//! Core types shared across the engine
//! This module contains pure data types with no gameplay logic

use serde::{Deserialize, Serialize};
use std::fmt;

/// Maximum sequence length while inserts are allowed
pub const MAX_SEQUENCE_LEN: usize = 15;

/// Resample attempts before the non-palindrome fallback kicks in
pub const NON_PALINDROME_ATTEMPTS: usize = 100;

/// An opaque display token. Sequences are ordered lists of symbols,
/// duplicates allowed.
#[derive(Debug, Clone, PartialEq, Eq, Hash, Serialize, Deserialize)]
#[serde(transparent)]
pub struct Symbol(String);

impl Symbol {
    pub fn new(s: impl Into<String>) -> Self {
        Self(s.into())
    }

    pub fn as_str(&self) -> &str {
        &self.0
    }
}

impl From<&str> for Symbol {
    fn from(s: &str) -> Self {
        Self(s.to_string())
    }
}

impl From<char> for Symbol {
    fn from(c: char) -> Self {
        Self(c.to_string())
    }
}

impl fmt::Display for Symbol {
    fn fmt(&self, f: &mut fmt::Formatter<'_>) -> fmt::Result {
        f.write_str(&self.0)
    }
}

/// Build a sequence from a string, one symbol per character.
/// Convenience for tests and builtin symbol categories.
pub fn symbols_of(s: &str) -> Vec<Symbol> {
    s.chars().map(Symbol::from).collect()
}

/// Direction for the rotate edit
#[derive(Debug, Clone, Copy, PartialEq, Eq, Hash, Serialize, Deserialize)]
#[serde(rename_all = "snake_case")]
pub enum RotateDir {
    Left,
    Right,
}

/// A sequence edit. Each variant is a pure sequence -> sequence transform;
/// positions are indices into the current sequence.
#[derive(Debug, Clone, PartialEq, Eq, Serialize, Deserialize)]
#[serde(tag = "op", rename_all = "snake_case")]
pub enum Operation {
    Swap { i: usize, j: usize },
    Rotate { start: usize, end: usize, dir: RotateDir },
    Mirror { start: usize, end: usize },
    Insert { pos: usize, symbol: Symbol },
    Delete { pos: usize },
    Replace { pos: usize, symbol: Symbol },
}

impl Operation {
    pub fn kind(&self) -> OpKind {
        match self {
            Operation::Swap { .. } => OpKind::Swap,
            Operation::Rotate { .. } => OpKind::Rotate,
            Operation::Mirror { .. } => OpKind::Mirror,
            Operation::Insert { .. } => OpKind::Insert,
            Operation::Delete { .. } => OpKind::Delete,
            Operation::Replace { .. } => OpKind::Replace,
        }
    }
}

/// Operation kinds, used for the per-puzzle allowed-operation set
#[derive(Debug, Clone, Copy, PartialEq, Eq, Hash, Serialize, Deserialize)]
#[serde(rename_all = "snake_case")]
pub enum OpKind {
    Swap,
    Rotate,
    Mirror,
    Insert,
    Delete,
    Replace,
}

impl OpKind {
    pub const ALL: [OpKind; 6] = [
        OpKind::Swap,
        OpKind::Rotate,
        OpKind::Mirror,
        OpKind::Insert,
        OpKind::Delete,
        OpKind::Replace,
    ];

    pub fn as_str(&self) -> &'static str {
        match self {
            OpKind::Swap => "swap",
            OpKind::Rotate => "rotate",
            OpKind::Mirror => "mirror",
            OpKind::Insert => "insert",
            OpKind::Delete => "delete",
            OpKind::Replace => "replace",
        }
    }

    /// Parse kind from string (case-insensitive)
    pub fn from_str(s: &str) -> Option<Self> {
        match s.to_lowercase().as_str() {
            "swap" => Some(OpKind::Swap),
            "rotate" => Some(OpKind::Rotate),
            "mirror" => Some(OpKind::Mirror),
            "insert" => Some(OpKind::Insert),
            "delete" => Some(OpKind::Delete),
            "replace" => Some(OpKind::Replace),
            _ => None,
        }
    }
}

/// Difficulty tier, selects parameter ranges for generation
#[derive(Debug, Clone, Copy, PartialEq, Eq, Hash, Serialize, Deserialize)]
#[serde(rename_all = "snake_case")]
pub enum Difficulty {
    Tutorial,
    Easy,
    Medium,
    Hard,
    Expert,
}

impl Difficulty {
    pub fn index(&self) -> usize {
        match self {
            Difficulty::Tutorial => 0,
            Difficulty::Easy => 1,
            Difficulty::Medium => 2,
            Difficulty::Hard => 3,
            Difficulty::Expert => 4,
        }
    }

    pub fn as_str(&self) -> &'static str {
        match self {
            Difficulty::Tutorial => "tutorial",
            Difficulty::Easy => "easy",
            Difficulty::Medium => "medium",
            Difficulty::Hard => "hard",
            Difficulty::Expert => "expert",
        }
    }
}

/// Hard-failure conditions. Normal gameplay never produces these; they
/// signal a configuration bug upstream.
#[derive(Debug, Clone, PartialEq, Eq, thiserror::Error)]
pub enum EngineError {
    #[error("symbol pool must contain at least two distinct symbols")]
    DegeneratePool,
    #[error("requested sequence length must be at least 2, got {0}")]
    SequenceTooShort(usize),
    #[error("invalid canonical date string: {0}")]
    InvalidDate(String),
}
------------
The answer is each line in which the word "Swap" occurs, copied from the material above.

    Swap { i: usize, j: usize },
            Operation::Swap { .. } => OpKind::Swap,
    Swap,
        OpKind::Swap,
            OpKind::Swap => "swap",
            "swap" => Some(OpKind::Swap),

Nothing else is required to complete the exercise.